**Task to complete:**
Copy each line of the entries that contains the word "driver".

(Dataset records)
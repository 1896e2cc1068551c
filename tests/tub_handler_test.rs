//! TubHandler integration tests: enumeration, numbering, new writers.

mod common;

use tempfile::TempDir;

use common::{create_sample_tubs, sample_record, sample_schema};
use tubstore::{TubError, TubHandler};

fn tmp_dir() -> TempDir {
    tempfile::tempdir().expect("create tempdir")
}

#[test]
fn test_create_tub_handler() {
    let dir = tmp_dir();
    let handler = TubHandler::new(dir.path()).expect("handler");
    assert_eq!(handler.root(), dir.path());
    assert!(handler.get_tub_list().expect("list").is_empty());
    assert_eq!(handler.next_tub_number().expect("next"), 0);
}

#[test]
fn test_missing_root_errors() {
    let dir = tmp_dir();
    let res = TubHandler::new(dir.path().join("nope"));
    assert!(matches!(res, Err(TubError::RootMissing { .. })));
}

#[test]
fn test_get_tub_list() {
    let dir = tmp_dir();
    create_sample_tubs(dir.path(), 5, 2);
    std::fs::create_dir(dir.path().join("models")).expect("mkdir");
    std::fs::write(dir.path().join("notes.txt"), "not a tub").expect("write");

    let handler = TubHandler::new(dir.path()).expect("handler");
    let tubs = handler.get_tub_list().expect("list");
    assert_eq!(tubs.len(), 5);
    assert_eq!(tubs[0], dir.path().join("tub_0"));
}

#[test]
fn test_next_tub_number() {
    let dir = tmp_dir();
    create_sample_tubs(dir.path(), 5, 1);

    let handler = TubHandler::new(dir.path()).expect("handler");
    assert_eq!(handler.next_tub_number().expect("next"), 5);
}

#[test]
fn test_next_tub_number_fills_gaps() {
    let dir = tmp_dir();
    create_sample_tubs(dir.path(), 4, 1);
    std::fs::remove_dir_all(dir.path().join("tub_2")).expect("remove tub_2");

    let handler = TubHandler::new(dir.path()).expect("handler");
    assert_eq!(handler.next_tub_number().expect("next"), 2);
}

#[test]
fn test_new_tub_writer() {
    let dir = tmp_dir();
    create_sample_tubs(dir.path(), 5, 1);

    let handler = TubHandler::new(dir.path()).expect("handler");
    let expected = handler.next_tub_number().expect("next");
    let mut writer = handler.new_tub_writer(sample_schema()).expect("writer");

    assert_eq!(handler.get_tub_list().expect("list").len(), 6);

    let name = writer.path().file_name().and_then(|n| n.to_str()).expect("name").to_string();
    let parts: Vec<&str> = name.split('_').collect();
    assert_eq!(parts[0], "tub");
    assert_eq!(parts[parts.len() - 2].parse::<usize>().expect("number"), expected);

    assert_eq!(writer.current_ix(), 0);
    writer.put_record(&sample_record(0)).expect("put");
    assert_eq!(writer.get_num_records(), 1);
    assert_eq!(handler.next_tub_number().expect("next"), 6);
}

#[test]
fn test_new_tub_writer_with_meta() {
    let dir = tmp_dir();
    let handler = TubHandler::new(dir.path()).expect("handler");
    let user_meta = [("driver".to_string(), "ada".to_string())].into_iter().collect();
    let writer = handler
        .new_tub_writer_with_meta(sample_schema(), user_meta)
        .expect("writer");

    let reopened = tubstore::Tub::open(writer.path()).expect("open");
    assert_eq!(reopened.user_meta().get("driver").map(String::as_str), Some("ada"));
}

#[test]
fn test_next_tub_number_skips_dirs_without_meta() {
    let dir = tmp_dir();
    std::fs::create_dir(dir.path().join("tub_0_24-05-01")).expect("mkdir");

    let handler = TubHandler::new(dir.path()).expect("handler");
    assert!(handler.get_tub_list().expect("list").is_empty());
    assert_eq!(handler.next_tub_number().expect("next"), 1);
}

**Written response:**
    let user_meta = [("driver".to_string(), "ada".to_string())].into_iter().collect();
    assert_eq!(reopened.user_meta().get("driver").map(String::as_str), Some("ada"));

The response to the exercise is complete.